Não é esse, entretanto, o detalhe mais notável do CD
"Canções do Divino Mestre". À
parte a intervenção intelectual
de Carlos Rennó e Cid Campos, o álbum acaba por traçar a
visão excêntrica -deslocada
do centro- de Rogério Duarte
sobre o tropicalismo.
O álbum é pós-tropicalista,
no mesmo sentido em que era
pós-tropicalista a fase "Gita"
(74) de Raul Seixas ou o concretismo zen do "Revolver"
(75) de Walter Franco.
É, nesse sentido, manifesto
de persistência de um ideário
hippie, bicho-grilo mesmo, extraído da tropicália -que, já
após os excessos odara de "Doces Bárbaros" (76, com Caetano, Gal, Gil e Bethânia) e "Bicho" (77, de Caetano), eram
abandonados para sempre pelo "mainstream" tropicalista.
Duarte reinstala o natimorto
"tropicalismo do B", genuíno
prodígio da natureza.
"Canções do Divino Mestre"
é hippie até o osso, em que pese
a contrabalança do virtuosismo da Gal Costa dos 90 ou do
"cerebralismo" arquitetado de
Arnaldo Antunes.
Não por acaso, Caetano está
ausente. Mas paira ainda. Moreno Veloso, o filho, canta "A
Base do Supremo" -você pode pensar que é a voz do pai.

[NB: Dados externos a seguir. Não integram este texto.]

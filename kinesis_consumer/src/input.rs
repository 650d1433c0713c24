//! The contract between the agent and an input that runs in the background.

use std::{fmt::Debug, sync::Arc};

use async_trait::async_trait;

use crate::accumulator::Accumulator;

/// An input that collects on its own schedule rather than on each gather cycle.
///
/// The agent calls [`start`](ServiceInput::start) once, [`gather`](ServiceInput::gather) on
/// every collection interval, and [`stop`](ServiceInput::stop) on shutdown.
#[async_trait]
pub trait ServiceInput: Debug + Send + Sync + 'static {
    type Error: std::error::Error + Send + Sync + 'static;

    async fn start(&self, accumulator: Arc<dyn Accumulator>) -> Result<(), Self::Error>;

    async fn gather(&self, accumulator: &dyn Accumulator) -> Result<(), Self::Error>;

    /// Stop background work and persist whatever state must survive a restart.
    async fn stop(&self) -> Result<(), Self::Error>;
}
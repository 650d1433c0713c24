//! Building blocks for [`clap`]-driven configuration of agent plugins.
pub mod kinesis;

Dos que participam, destacam-se os hippies e/ou
pós-hippies por natureza artística. É o caso de Walter Franco
(em construção que nada fica a
dever a seus velhos hinos viajandões), do neo-hippie Chico
César (incomumente discreto), dos velhos hippies de segunda hora Geraldo Azevedo e
Elba Ramalho -e aqui fica incompreensível a ausência de
Zé Ramalho, expressão perfeita da confluência Nordeste/Oriente que o CD almeja.
Outros lances eficazes são os
de delicadeza, presentes, por
exemplo, nas passagens de
Tom Zé, Jussara Silveira, Ana
Amélia, Tomaz Lima, Lenine.
As notas dissonantes ficam
por conta de Belchior, num indefensável arranjo de igreja, e
Cássia Eller, capaz de fazer
rock'n'roll em ambiente hostil.
Mas ninguém escapa da sina:
na encruzilhada entre poesia e
música, o material faz-se volátil como fumaça de incenso
-ao menos a quem esteja à
procura de música popular.
(PEDRO ALEXANDRE SANCHES)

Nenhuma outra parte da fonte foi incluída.